◆ **WHAT THE TASK ASKS**
The answer must be a single number: how many lines in the entries hold the string "collect".

◆ **SOURCE DATA**
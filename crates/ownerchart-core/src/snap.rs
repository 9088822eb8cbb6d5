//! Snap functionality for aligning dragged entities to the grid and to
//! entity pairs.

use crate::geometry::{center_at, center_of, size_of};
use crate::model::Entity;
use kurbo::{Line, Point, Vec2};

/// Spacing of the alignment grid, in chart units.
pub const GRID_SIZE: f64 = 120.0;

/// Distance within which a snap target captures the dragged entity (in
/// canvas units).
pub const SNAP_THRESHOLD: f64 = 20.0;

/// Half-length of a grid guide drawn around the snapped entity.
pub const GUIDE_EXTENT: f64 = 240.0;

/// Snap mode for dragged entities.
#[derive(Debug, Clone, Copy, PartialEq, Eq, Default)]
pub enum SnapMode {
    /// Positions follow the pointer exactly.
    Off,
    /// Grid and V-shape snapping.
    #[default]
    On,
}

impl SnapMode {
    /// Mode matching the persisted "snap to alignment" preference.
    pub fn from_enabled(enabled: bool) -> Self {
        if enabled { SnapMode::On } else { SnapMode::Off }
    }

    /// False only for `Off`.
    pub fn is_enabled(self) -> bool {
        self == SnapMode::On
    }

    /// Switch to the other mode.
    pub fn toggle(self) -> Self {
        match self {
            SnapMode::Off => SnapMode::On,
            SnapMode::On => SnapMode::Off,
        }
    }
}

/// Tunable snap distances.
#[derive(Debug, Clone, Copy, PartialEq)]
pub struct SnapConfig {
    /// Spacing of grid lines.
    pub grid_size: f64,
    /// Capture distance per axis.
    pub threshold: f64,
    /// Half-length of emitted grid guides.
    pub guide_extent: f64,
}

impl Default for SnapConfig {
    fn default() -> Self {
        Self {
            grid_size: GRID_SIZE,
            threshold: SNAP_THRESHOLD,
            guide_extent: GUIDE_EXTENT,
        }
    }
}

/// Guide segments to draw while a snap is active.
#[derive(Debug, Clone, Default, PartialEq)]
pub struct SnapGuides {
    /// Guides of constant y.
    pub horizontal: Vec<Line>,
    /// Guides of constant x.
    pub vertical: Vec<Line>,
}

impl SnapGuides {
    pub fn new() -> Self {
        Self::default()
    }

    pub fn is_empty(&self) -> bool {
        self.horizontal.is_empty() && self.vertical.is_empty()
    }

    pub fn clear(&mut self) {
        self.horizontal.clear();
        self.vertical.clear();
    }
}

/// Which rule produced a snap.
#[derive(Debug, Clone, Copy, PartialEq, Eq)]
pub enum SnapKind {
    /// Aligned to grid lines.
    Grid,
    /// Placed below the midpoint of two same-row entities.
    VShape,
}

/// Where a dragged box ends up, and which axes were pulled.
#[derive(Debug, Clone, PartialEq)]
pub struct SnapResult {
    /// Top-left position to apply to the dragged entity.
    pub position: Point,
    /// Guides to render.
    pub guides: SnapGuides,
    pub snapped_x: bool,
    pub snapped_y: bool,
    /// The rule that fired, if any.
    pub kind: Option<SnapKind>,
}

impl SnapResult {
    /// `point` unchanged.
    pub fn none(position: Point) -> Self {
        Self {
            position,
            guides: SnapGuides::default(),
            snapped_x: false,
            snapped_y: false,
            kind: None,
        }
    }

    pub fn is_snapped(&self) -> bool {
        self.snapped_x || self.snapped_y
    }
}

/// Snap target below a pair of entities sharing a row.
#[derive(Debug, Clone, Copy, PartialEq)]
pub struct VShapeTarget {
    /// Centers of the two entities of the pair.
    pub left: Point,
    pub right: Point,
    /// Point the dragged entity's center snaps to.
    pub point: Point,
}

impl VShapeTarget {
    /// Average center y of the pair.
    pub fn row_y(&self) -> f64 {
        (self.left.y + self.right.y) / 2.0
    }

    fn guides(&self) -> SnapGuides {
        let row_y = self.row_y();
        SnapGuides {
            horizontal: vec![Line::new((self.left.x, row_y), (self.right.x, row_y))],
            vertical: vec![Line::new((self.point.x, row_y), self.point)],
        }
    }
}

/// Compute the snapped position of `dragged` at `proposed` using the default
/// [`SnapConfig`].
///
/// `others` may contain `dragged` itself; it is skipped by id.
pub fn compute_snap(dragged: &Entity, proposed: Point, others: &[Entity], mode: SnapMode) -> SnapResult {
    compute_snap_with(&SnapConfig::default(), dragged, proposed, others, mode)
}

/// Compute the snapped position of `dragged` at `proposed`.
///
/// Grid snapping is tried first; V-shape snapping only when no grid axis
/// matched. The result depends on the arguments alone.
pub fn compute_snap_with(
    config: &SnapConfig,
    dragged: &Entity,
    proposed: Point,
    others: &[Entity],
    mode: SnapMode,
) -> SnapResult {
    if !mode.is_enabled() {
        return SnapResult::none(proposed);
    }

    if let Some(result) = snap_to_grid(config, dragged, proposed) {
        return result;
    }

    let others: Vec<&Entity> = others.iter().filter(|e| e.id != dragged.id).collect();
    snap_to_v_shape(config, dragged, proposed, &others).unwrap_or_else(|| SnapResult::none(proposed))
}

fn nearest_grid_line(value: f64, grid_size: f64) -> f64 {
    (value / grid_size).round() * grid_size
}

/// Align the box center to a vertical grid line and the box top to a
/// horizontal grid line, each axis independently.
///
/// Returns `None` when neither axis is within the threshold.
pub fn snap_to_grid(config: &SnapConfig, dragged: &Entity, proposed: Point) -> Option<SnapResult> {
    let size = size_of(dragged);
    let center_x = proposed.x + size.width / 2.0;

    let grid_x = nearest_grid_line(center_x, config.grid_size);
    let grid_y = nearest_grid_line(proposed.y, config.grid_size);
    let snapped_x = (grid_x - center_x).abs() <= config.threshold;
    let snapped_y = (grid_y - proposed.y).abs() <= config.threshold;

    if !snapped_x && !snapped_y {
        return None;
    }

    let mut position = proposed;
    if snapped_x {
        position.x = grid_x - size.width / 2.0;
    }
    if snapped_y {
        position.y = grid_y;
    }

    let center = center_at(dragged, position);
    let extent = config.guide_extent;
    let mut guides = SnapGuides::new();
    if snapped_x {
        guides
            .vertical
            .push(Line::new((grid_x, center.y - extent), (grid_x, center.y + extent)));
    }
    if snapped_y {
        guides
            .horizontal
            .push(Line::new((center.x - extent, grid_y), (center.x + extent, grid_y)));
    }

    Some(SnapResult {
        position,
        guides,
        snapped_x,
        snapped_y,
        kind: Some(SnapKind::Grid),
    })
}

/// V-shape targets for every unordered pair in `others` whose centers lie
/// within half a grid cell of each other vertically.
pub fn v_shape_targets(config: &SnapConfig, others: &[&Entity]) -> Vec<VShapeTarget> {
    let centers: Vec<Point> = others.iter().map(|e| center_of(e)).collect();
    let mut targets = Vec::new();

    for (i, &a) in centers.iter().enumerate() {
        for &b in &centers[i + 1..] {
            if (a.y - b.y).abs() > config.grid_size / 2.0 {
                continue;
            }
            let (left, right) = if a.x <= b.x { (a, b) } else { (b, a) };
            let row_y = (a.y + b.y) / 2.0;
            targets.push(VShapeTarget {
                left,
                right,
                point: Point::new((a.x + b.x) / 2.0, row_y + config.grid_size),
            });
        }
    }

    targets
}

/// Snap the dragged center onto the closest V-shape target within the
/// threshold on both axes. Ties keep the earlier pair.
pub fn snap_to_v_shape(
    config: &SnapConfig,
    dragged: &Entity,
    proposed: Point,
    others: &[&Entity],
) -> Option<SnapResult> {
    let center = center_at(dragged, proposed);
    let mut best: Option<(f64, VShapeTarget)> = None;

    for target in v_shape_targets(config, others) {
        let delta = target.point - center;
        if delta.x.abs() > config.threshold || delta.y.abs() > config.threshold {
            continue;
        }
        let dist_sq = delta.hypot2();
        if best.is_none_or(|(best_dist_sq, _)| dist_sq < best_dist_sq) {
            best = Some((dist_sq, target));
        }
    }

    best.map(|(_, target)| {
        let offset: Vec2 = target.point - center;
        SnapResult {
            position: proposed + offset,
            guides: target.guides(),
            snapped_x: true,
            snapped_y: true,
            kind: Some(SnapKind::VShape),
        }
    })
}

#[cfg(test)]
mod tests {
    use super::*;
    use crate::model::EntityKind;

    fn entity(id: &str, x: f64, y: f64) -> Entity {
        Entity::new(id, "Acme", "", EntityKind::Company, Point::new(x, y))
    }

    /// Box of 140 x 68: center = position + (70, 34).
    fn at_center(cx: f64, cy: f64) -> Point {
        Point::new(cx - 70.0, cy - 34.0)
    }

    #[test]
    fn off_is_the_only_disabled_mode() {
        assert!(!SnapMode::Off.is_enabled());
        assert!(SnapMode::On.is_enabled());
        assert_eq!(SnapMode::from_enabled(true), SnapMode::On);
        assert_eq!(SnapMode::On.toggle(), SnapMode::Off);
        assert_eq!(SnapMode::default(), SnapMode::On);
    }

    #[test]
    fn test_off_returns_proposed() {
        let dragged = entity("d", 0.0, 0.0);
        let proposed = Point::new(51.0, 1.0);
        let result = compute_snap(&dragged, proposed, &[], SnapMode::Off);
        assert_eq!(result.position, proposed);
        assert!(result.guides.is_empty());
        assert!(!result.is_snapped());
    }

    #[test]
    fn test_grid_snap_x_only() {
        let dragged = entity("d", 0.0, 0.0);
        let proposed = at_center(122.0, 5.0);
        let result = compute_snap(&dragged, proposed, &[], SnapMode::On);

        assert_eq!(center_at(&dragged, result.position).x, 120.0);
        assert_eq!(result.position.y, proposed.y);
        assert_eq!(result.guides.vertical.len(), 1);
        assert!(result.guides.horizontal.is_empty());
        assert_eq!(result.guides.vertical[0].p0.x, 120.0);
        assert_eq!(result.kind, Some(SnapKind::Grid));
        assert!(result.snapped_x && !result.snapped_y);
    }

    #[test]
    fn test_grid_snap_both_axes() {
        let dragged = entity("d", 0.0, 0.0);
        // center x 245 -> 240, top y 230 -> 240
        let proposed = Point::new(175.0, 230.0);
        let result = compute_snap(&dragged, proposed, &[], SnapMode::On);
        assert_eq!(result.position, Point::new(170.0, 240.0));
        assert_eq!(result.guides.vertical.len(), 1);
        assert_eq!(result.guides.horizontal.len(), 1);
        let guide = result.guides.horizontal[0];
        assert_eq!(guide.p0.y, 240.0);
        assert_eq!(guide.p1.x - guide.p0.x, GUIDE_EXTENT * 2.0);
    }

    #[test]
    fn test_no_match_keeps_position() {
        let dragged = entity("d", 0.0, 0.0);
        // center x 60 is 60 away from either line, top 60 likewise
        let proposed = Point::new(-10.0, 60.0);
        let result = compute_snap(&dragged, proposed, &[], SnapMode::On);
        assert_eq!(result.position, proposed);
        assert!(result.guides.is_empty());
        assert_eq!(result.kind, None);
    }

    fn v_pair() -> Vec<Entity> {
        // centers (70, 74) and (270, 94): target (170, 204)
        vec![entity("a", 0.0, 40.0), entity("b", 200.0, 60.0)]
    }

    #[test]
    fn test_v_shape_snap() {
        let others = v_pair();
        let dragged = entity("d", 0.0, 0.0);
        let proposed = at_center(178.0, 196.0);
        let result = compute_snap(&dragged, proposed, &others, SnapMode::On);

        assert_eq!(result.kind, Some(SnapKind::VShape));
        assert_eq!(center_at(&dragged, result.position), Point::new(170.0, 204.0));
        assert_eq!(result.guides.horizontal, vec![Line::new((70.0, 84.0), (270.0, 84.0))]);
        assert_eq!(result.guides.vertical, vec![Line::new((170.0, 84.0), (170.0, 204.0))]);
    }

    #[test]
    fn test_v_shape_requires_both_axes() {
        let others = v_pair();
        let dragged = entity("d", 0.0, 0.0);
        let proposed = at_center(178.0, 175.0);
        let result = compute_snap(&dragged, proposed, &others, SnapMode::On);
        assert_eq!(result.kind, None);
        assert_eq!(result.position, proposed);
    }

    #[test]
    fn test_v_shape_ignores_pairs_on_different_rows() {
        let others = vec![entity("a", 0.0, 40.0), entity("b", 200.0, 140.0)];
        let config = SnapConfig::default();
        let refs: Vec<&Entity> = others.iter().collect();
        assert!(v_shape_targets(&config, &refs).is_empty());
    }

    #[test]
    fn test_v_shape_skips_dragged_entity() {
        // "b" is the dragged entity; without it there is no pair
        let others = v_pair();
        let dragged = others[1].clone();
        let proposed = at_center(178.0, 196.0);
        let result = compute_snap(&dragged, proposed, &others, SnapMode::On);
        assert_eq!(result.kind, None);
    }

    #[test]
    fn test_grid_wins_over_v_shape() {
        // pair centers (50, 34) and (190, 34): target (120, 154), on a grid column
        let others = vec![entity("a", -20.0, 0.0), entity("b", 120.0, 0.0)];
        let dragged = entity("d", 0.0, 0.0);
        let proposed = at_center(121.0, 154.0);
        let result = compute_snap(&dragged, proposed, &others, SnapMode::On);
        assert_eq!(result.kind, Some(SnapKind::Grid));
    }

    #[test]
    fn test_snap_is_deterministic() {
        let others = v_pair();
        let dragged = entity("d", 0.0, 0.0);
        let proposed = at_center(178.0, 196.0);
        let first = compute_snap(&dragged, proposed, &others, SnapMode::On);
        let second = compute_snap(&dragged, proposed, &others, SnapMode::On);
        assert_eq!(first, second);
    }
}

◆ **ANSWER TO THE PROBLEM**
3